• [Supplied records]:
************

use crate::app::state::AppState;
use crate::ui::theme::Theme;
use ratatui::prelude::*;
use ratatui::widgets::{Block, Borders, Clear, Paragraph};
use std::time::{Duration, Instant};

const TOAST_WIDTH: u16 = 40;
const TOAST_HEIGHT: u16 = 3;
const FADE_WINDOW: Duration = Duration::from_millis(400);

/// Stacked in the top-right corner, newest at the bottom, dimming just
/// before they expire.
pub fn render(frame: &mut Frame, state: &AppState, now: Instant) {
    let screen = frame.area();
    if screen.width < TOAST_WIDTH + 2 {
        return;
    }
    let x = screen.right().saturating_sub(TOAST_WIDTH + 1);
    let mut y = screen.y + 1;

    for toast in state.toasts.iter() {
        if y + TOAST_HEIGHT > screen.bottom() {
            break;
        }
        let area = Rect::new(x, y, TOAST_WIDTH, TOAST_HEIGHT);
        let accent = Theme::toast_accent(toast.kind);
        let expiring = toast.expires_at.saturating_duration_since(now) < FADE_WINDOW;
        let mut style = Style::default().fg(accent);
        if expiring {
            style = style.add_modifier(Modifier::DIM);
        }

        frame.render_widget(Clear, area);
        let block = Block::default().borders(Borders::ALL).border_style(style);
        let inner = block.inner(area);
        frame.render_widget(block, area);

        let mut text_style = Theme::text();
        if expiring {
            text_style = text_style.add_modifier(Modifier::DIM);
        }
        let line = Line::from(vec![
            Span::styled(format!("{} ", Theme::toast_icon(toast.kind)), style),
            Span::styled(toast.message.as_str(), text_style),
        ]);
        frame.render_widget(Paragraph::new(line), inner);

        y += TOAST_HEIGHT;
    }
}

************

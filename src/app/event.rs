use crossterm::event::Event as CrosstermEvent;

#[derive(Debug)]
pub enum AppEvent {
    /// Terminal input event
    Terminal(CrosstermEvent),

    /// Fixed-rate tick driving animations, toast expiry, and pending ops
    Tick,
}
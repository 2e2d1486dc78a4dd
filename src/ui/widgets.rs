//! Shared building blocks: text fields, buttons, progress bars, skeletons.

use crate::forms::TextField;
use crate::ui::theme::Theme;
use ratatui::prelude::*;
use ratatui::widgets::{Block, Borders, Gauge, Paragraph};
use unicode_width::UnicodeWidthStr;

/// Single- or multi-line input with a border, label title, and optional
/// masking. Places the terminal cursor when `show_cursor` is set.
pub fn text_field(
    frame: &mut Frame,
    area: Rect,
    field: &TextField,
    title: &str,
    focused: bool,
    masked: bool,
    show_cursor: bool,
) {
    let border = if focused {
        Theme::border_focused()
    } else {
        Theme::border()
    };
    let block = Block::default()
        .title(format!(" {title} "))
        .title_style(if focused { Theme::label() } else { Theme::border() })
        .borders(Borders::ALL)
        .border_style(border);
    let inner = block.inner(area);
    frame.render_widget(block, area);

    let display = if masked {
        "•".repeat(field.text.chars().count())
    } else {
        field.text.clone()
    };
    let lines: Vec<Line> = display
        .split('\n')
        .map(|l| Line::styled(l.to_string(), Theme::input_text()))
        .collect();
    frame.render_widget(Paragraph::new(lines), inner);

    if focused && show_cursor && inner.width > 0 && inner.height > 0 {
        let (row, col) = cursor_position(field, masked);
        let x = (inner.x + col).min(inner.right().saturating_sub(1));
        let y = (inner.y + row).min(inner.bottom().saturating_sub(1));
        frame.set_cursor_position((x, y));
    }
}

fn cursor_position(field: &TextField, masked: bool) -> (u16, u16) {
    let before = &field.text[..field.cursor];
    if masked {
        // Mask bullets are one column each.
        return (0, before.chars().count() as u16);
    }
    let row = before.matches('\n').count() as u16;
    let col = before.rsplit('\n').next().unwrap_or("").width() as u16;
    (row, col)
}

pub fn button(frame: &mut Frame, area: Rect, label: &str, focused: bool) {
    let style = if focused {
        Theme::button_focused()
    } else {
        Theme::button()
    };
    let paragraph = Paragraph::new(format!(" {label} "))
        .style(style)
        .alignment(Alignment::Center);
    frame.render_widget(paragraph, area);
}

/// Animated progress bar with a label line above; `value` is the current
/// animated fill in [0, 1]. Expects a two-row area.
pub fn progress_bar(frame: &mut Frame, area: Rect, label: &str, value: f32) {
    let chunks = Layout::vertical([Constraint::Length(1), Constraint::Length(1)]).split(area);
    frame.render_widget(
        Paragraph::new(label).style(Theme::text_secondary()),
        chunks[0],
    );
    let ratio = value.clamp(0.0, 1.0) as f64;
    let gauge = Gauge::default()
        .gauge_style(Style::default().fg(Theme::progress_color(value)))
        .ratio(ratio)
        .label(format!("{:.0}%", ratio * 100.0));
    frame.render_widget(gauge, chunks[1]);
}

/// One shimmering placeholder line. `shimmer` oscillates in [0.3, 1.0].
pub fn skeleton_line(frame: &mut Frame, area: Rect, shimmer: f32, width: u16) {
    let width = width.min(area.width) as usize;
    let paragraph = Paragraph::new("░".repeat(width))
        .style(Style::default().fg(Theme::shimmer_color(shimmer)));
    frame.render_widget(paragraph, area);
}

************

Repeat, word for word, the lines above between the line holding "use crate::app::state::AppState;" and the line holding "let accent = Theme::toast_accent(toast.kind);", inclusive; omit everything else.

use crate::app::state::AppState;
use crate::ui::theme::Theme;
use ratatui::prelude::*;
use ratatui::widgets::{Block, Borders, Clear, Paragraph};
use std::time::{Duration, Instant};

const TOAST_WIDTH: u16 = 40;
const TOAST_HEIGHT: u16 = 3;
const FADE_WINDOW: Duration = Duration::from_millis(400);

/// Stacked in the top-right corner, newest at the bottom, dimming just
/// before they expire.
pub fn render(frame: &mut Frame, state: &AppState, now: Instant) {
    let screen = frame.area();
    if screen.width < TOAST_WIDTH + 2 {
        return;
    }
    let x = screen.right().saturating_sub(TOAST_WIDTH + 1);
    let mut y = screen.y + 1;

    for toast in state.toasts.iter() {
        if y + TOAST_HEIGHT > screen.bottom() {
            break;
        }
        let area = Rect::new(x, y, TOAST_WIDTH, TOAST_HEIGHT);
        let accent = Theme::toast_accent(toast.kind);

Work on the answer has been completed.